Distractions, they are all around. They come by way of good looking men who beg me to gawk at them, TV ads for Joan Rivers’ hair powder or sometimes (just occasionally, though) by way of the world wide web in to many ways to count.
Sometimes I feel like all of the distractions are shouts saying – slow down! But they are to distracting so I look, click and gawk instead of stop, think, be still.
I am sometimes so overwhelmed by the distractions that I can’t catch my breath.
I just want quiet.
I guess I don't really need to be quiet because then I might start thinking. And, who needs to think when everyone else is doing it? Others, who are more important and have more letters behind their names and in their titles are doing a bang up job saying what is right and wrong.

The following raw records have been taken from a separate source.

//! Back reference synthesis
//!
//! A relationship declaring `x-backref` implies a reverse property on the
//! entity it references. [`process`] computes every reverse property of the
//! registry and adds them, grouped per referenced entity, as one `x-backrefs`
//! fragment each.
//!
//! ## Reverse shapes
//!
//! | referenced from | uselist       | secondary | reverse shape |
//! |-----------------|---------------|-----------|---------------|
//! | object          | unset or true | -         | array         |
//! | object          | false         | -         | object        |
//! | array           | -             | unset     | object        |
//! | array           | -             | set       | array         |

use schemorm_core::{ResultExt, SchemaError, SchemaResult};
use schemorm_ir::relationship::{self, RelationshipType};
use schemorm_ir::{RelationshipArtifacts, Schemas, inheritance, peek, resolve};
use serde_json::{Map, Value, json};

/// One reverse property
#[derive(Debug, Clone, PartialEq)]
pub struct BackrefEntry {
    /// Entity receiving the reverse property
    pub model: String,

    /// Name of the reverse property
    pub property: String,

    /// Schema of the reverse property
    pub schema: Value,
}

/// Compute the reverse schema of a relationship declared on `owner`
pub fn reverse_schema(owner: &str, artifacts: &RelationshipArtifacts) -> Value {
    let reference = json!({"type": "object", "x-de-$ref": owner});

    let is_list = match artifacts.type_ {
        RelationshipType::Object => {
            artifacts.backref.as_ref().and_then(|backref| backref.uselist) != Some(false)
        }
        RelationshipType::Array => artifacts.cardinality().requires_association_table(),
    };

    if is_list {
        json!({"type": "array", "items": reference})
    } else {
        reference
    }
}

/// Compute the reverse properties declared by one entity
///
/// An inheriting entity only contributes the relationships it declares
/// itself; those of its parent belong to the parent.
pub fn entity_backrefs(name: &str, schema: &Value, schemas: &Schemas) -> SchemaResult<Vec<BackrefEntry>> {
    let (_, own) = inheritance::resolve_own(name, schema, schemas)?;
    if peek::tablename(&own, schemas)?.is_none() {
        return Ok(Vec::new());
    }

    let Some(properties) = own.get("properties").and_then(Value::as_object) else {
        return Ok(Vec::new());
    };

    let mut entries = Vec::new();
    for (property, property_schema) in properties {
        let Some(artifacts) = relationship::gather_property(property, property_schema, schemas)
            .with_context(format!("{name}.{property}"))?
        else {
            continue;
        };
        let Some(backref) = &artifacts.backref else {
            continue;
        };

        entries.push(BackrefEntry {
            model: artifacts.model_name.clone(),
            property: backref.name.clone(),
            schema: reverse_schema(name, &artifacts),
        });
    }

    Ok(entries)
}

/// Add the reverse properties of every relationship to the registry
///
/// All reverse properties are computed from the registry as given before any
/// entry is rewritten. Entries that already carry an identical reverse
/// property are left alone, so running this twice changes nothing.
pub fn process(schemas: &mut Schemas) -> SchemaResult<()> {
    let mut grouped: Map<String, Value> = Map::new();

    for (name, schema) in schemas.iter() {
        for entry in entity_backrefs(name, schema, schemas)? {
            let group = grouped
                .entry(entry.model.clone())
                .or_insert_with(|| Value::Object(Map::new()));
            let Some(group) = group.as_object_mut() else {
                continue;
            };

            match group.get(&entry.property) {
                Some(existing) if *existing != entry.schema => {
                    return Err(SchemaError::malformed_relationship(format!(
                        "{}.{} is defined as a back reference twice with different schemas",
                        entry.model, entry.property
                    )));
                }
                Some(_) => {}
                None => {
                    group.insert(entry.property, entry.schema);
                }
            }
        }
    }

    for (model, backrefs) in grouped {
        let Value::Object(backrefs) = backrefs else {
            continue;
        };
        add_backrefs(&model, backrefs, schemas)?;
    }

    Ok(())
}

/// Append the reverse properties an entity does not carry yet
fn add_backrefs(model: &str, backrefs: Map<String, Value>, schemas: &mut Schemas) -> SchemaResult<()> {
    let schema = schemas.get(model).cloned().ok_or_else(|| {
        SchemaError::malformed_relationship(format!(
            "back references can only be added to registered schemas, {model} is not one"
        ))
    })?;

    let (_, flat) = resolve(model, &schema, schemas)?;
    let existing = flat.get("x-backrefs").and_then(Value::as_object);

    let mut missing = Map::new();
    for (property, reverse) in backrefs {
        match existing.and_then(|existing| existing.get(&property)) {
            Some(current) if *current == reverse => {}
            Some(_) => {
                return Err(SchemaError::malformed_relationship(format!(
                    "{model}.{property} already has a different back reference"
                )));
            }
            None => {
                missing.insert(property, reverse);
            }
        }
    }

    if missing.is_empty() {
        return Ok(());
    }

    tracing::debug!(model = %model, count = missing.len(), "adding back references");
    let fragment = json!({"type": "object", "x-backrefs": missing});
    schemas.replace(model, json!({"allOf": [schema, fragment]}))?;
    Ok(())
}

// ============================================================================
// Tests
// ============================================================================

#[cfg(test)]
mod tests {
    use super::*;
    use pretty_assertions::assert_eq;
    use schemorm_core::ErrorKind;

    fn reference(owner: &str) -> Value {
        json!({"type": "object", "x-de-$ref": owner})
    }

    #[test]
    fn test_reverse_shapes() {
        let object = RelationshipArtifacts::object("Division");
        assert_eq!(
            reverse_schema("Employee", &object.clone().with_backref("employees", None)),
            json!({"type": "array", "items": reference("Employee")})
        );
        assert_eq!(
            reverse_schema("Employee", &object.clone().with_backref("employees", Some(true))),
            json!({"type": "array", "items": reference("Employee")})
        );
        assert_eq!(
            reverse_schema("Employee", &object.with_backref("head", Some(false))),
            reference("Employee")
        );

        let array = RelationshipArtifacts::array("Project").with_backref("employee", None);
        assert_eq!(reverse_schema("Employee", &array), reference("Employee"));
        assert_eq!(
            reverse_schema("Employee", &array.with_secondary("assoc")),
            json!({"type": "array", "items": reference("Employee")})
        );
    }

    fn grouping_schemas() -> Schemas {
        Schemas::from_value(json!({
            "Division": {
                "type": "object",
                "x-tablename": "division",
                "properties": {"id": {"type": "integer"}}
            },
            "Project": {
                "type": "object",
                "x-tablename": "project",
                "properties": {"id": {"type": "integer"}}
            },
            "Employee": {
                "type": "object",
                "x-tablename": "employee",
                "properties": {
                    "id": {"type": "integer"},
                    "division": {"allOf": [{"$ref": "#/Division"}, {"x-backref": "employees"}]}
                }
            },
            "Manager": {
                "type": "object",
                "x-tablename": "manager",
                "properties": {
                    "id": {"type": "integer"},
                    "projects": {
                        "type": "array",
                        "items": {"allOf": [{"$ref": "#/Project"}, {"x-backref": "manager"}]}
                    }
                }
            }
        }))
        .unwrap()
    }

    #[test]
    fn test_grouping() {
        let mut schemas = grouping_schemas();
        process(&mut schemas).unwrap();

        let (_, division) = resolve("Division", schemas.get("Division").unwrap(), &schemas).unwrap();
        assert_eq!(
            division["x-backrefs"],
            json!({"employees": {"type": "array", "items": reference("Employee")}})
        );

        let (_, project) = resolve("Project", schemas.get("Project").unwrap(), &schemas).unwrap();
        assert_eq!(project["x-backrefs"], json!({"manager": reference("Manager")}));

        assert_eq!(schemas.get("Employee"), grouping_schemas().get("Employee"));
        assert_eq!(schemas.get("Manager"), grouping_schemas().get("Manager"));
    }

    #[test]
    fn test_order_independent() {
        let forward = grouping_schemas();
        let mut reversed = Schemas::new();
        for name in ["Manager", "Employee", "Project", "Division"] {
            reversed.insert(name, forward.get(name).cloned().unwrap());
        }

        let mut forward = forward;
        process(&mut forward).unwrap();
        process(&mut reversed).unwrap();

        for name in ["Division", "Project", "Employee", "Manager"] {
            assert_eq!(forward.get(name), reversed.get(name), "{name}");
        }
    }

    #[test]
    fn test_idempotent() {
        let mut schemas = grouping_schemas();
        process(&mut schemas).unwrap();
        let once = schemas.clone();
        process(&mut schemas).unwrap();
        assert_eq!(schemas, once);
    }

    #[test]
    fn test_conflicting_backrefs() {
        let mut schemas = Schemas::from_value(json!({
            "Division": {
                "type": "object",
                "x-tablename": "division",
                "properties": {"id": {"type": "integer"}}
            },
            "Employee": {
                "type": "object",
                "x-tablename": "employee",
                "properties": {
                    "division": {"allOf": [{"$ref": "#/Division"}, {"x-backref": "members"}]},
                    "divisions": {
                        "type": "array",
                        "items": {"allOf": [{"$ref": "#/Division"}, {"x-backref": "members"}]}
                    }
                }
            }
        }))
        .unwrap();

        let err = process(&mut schemas).unwrap_err();
        assert_eq!(err.kind(), ErrorKind::MalformedRelationship);
    }

    #[test]
    fn test_inherited_relationships_stay_with_parent() {
        let mut schemas = Schemas::from_value(json!({
            "Division": {
                "type": "object",
                "x-tablename": "division",
                "properties": {"id": {"type": "integer"}}
            },
            "Employee": {
                "type": "object",
                "x-tablename": "employee",
                "properties": {
                    "id": {"type": "integer"},
                    "division": {"allOf": [{"$ref": "#/Division"}, {"x-backref": "employees"}]}
                }
            },
            "Manager": {"allOf": [
                {"$ref": "#/Employee"},
                {"x-tablename": "manager", "x-inherits": true}
            ]}
        }))
        .unwrap();

        let manager = schemas.get("Manager").cloned().unwrap();
        assert_eq!(entity_backrefs("Manager", &manager, &schemas).unwrap(), Vec::new());

        process(&mut schemas).unwrap();
        let (_, division) = resolve("Division", schemas.get("Division").unwrap(), &schemas).unwrap();
        assert_eq!(
            division["x-backrefs"],
            json!({"employees": {"type": "array", "items": reference("Employee")}})
        );
    }

    #[test]
    fn test_skips_columns_and_non_tables() {
        let mut schemas = Schemas::from_value(json!({
            "Division": {"type": "object", "x-tablename": "division", "properties": {}},
            "Draft": {
                "type": "object",
                "properties": {
                    "division": {"allOf": [{"$ref": "#/Division"}, {"x-backref": "drafts"}]}
                }
            },
            "Employee": {
                "type": "object",
                "x-tablename": "employee",
                "properties": {
                    "name": {"type": "string"},
                    "meta": {"type": "object", "x-json": true},
                    "division": {"allOf": [{"$ref": "#/Division"}, {"readOnly": true}]}
                }
            }
        }))
        .unwrap();
        let original = schemas.clone();

        process(&mut schemas).unwrap();
        assert_eq!(schemas, original);
    }
}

I can be distracted because I don’t have to think for myself.
With so much information coming at us, at all times, from all corners of the world, what are we going to be like in the next few years? Will we all be divorced, basket cases with cancer? Because that is just three of the fifty news articles I read today.

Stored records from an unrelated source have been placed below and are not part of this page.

//! Error types for the schemorm compiler
//!
//! Every failure raised while resolving schemas or deriving mapping artifacts
//! is a [`SchemaError`]. Each variant corresponds to one failure kind; the
//! kind survives any context that is layered on top with
//! [`ResultExt::with_context`].

use thiserror::Error;

/// The main error type for the schema compiler
#[derive(Debug, Error)]
pub enum SchemaError {
    // ========================================================================
    // Resolution Errors
    // ========================================================================
    /// A `$ref` pointer (or the document it points into) could not be resolved
    #[error("Schema not found: {0}")]
    SchemaNotFound(String),

    /// The `type` keyword is required but absent
    #[error("Type missing: {0}")]
    TypeMissing(String),

    // ========================================================================
    // Structural Errors
    // ========================================================================
    /// Structural violation: wrong value type, missing keyword, circular reference
    #[error("Malformed schema: {0}")]
    MalformedSchema(String),

    /// A relationship-specific rule was violated
    #[error("Malformed relationship: {0}")]
    MalformedRelationship(String),

    /// An `x-*` keyword value failed its shape validation
    #[error("Malformed extension property '{name}': {message}")]
    MalformedExtensionProperty { name: String, message: String },

    /// Syntactically valid but unsupported input (e.g. `number` with `double`)
    #[error("Feature not implemented: {0}")]
    FeatureNotImplemented(String),

    // ========================================================================
    // Configuration Errors
    // ========================================================================
    /// The compiler configuration could not be loaded
    #[error("Invalid configuration: {0}")]
    InvalidConfig(String),

    // ========================================================================
    // Context
    // ========================================================================
    /// Another error with the entity/property it was raised for
    #[error("{context}: {source}")]
    WithContext {
        context: String,
        #[source]
        source: Box<SchemaError>,
    },
}

/// The failure kind of a [`SchemaError`], independent of any context
#[derive(Debug, Clone, Copy, PartialEq, Eq, Hash)]
pub enum ErrorKind {
    SchemaNotFound,
    TypeMissing,
    MalformedSchema,
    MalformedRelationship,
    MalformedExtensionProperty,
    FeatureNotImplemented,
    InvalidConfig,
}

impl SchemaError {
    /// Create a schema-not-found error
    pub fn not_found(msg: impl Into<String>) -> Self {
        SchemaError::SchemaNotFound(msg.into())
    }

    /// Create a type-missing error
    pub fn type_missing(msg: impl Into<String>) -> Self {
        SchemaError::TypeMissing(msg.into())
    }

    /// Create a malformed schema error
    pub fn malformed_schema(msg: impl Into<String>) -> Self {
        SchemaError::MalformedSchema(msg.into())
    }

    /// Create a malformed relationship error
    pub fn malformed_relationship(msg: impl Into<String>) -> Self {
        SchemaError::MalformedRelationship(msg.into())
    }

    /// Create a malformed extension property error
    pub fn malformed_extension(name: impl Into<String>, msg: impl Into<String>) -> Self {
        SchemaError::MalformedExtensionProperty {
            name: name.into(),
            message: msg.into(),
        }
    }

    /// Create a feature-not-implemented error
    pub fn not_implemented(msg: impl Into<String>) -> Self {
        SchemaError::FeatureNotImplemented(msg.into())
    }

    /// Create an error with context
    pub fn with_context(context: impl Into<String>, source: SchemaError) -> Self {
        SchemaError::WithContext {
            context: context.into(),
            source: Box::new(source),
        }
    }

    /// The failure kind, looking through any added context
    pub fn kind(&self) -> ErrorKind {
        match self {
            SchemaError::SchemaNotFound(_) => ErrorKind::SchemaNotFound,
            SchemaError::TypeMissing(_) => ErrorKind::TypeMissing,
            SchemaError::MalformedSchema(_) => ErrorKind::MalformedSchema,
            SchemaError::MalformedRelationship(_) => ErrorKind::MalformedRelationship,
            SchemaError::MalformedExtensionProperty { .. } => {
                ErrorKind::MalformedExtensionProperty
            }
            SchemaError::FeatureNotImplemented(_) => ErrorKind::FeatureNotImplemented,
            SchemaError::InvalidConfig(_) => ErrorKind::InvalidConfig,
            SchemaError::WithContext { source, .. } => source.kind(),
        }
    }

    /// The innermost error, without context layers
    pub fn root(&self) -> &SchemaError {
        match self {
            SchemaError::WithContext { source, .. } => source.root(),
            other => other,
        }
    }

    /// Check if this error is a structural schema error
    pub fn is_malformed(&self) -> bool {
        matches!(
            self.kind(),
            ErrorKind::MalformedSchema
                | ErrorKind::MalformedRelationship
                | ErrorKind::MalformedExtensionProperty
        )
    }

    /// Check if this error is a resolution error
    pub fn is_not_found(&self) -> bool {
        self.kind() == ErrorKind::SchemaNotFound
    }
}

/// Result type alias using SchemaError
pub type SchemaResult<T> = Result<T, SchemaError>;

/// Extension trait for adding context to errors
pub trait ResultExt<T> {
    /// Add context to an error
    fn with_context<C: Into<String>>(self, context: C) -> SchemaResult<T>;
}

impl<T> ResultExt<T> for SchemaResult<T> {
    fn with_context<C: Into<String>>(self, context: C) -> SchemaResult<T> {
        self.map_err(|e| SchemaError::with_context(context, e))
    }
}

// ============================================================================
// Tests
// ============================================================================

Here is a thought for when you are not distracted or need to be - If the world ended today would any one notice? I think not because we were way too distracted to notice that is was happening.
Distractions can be good. My husband, for instance, was my distraction. My escape from dating because we were such good friends and there was no pressure. My blog is a distraction but can easily take over my life if I succumb to the pressure to have better stat and more followers. My kids are wonderful distractions and they have such promise in their little faces that they are by far my most favorite distraction of all of the others.
However, there are many more needless (or not) distractions that we encounter at any given moment that it boggle the mind. The reality is that there are just way to many other distractions that fill up the days. I have to wonder - am I leading a meaningful life or one of empty distractions?
Are you distracted easily and if so how do you handle it?
What are some of your positive (or not so) positive distractions?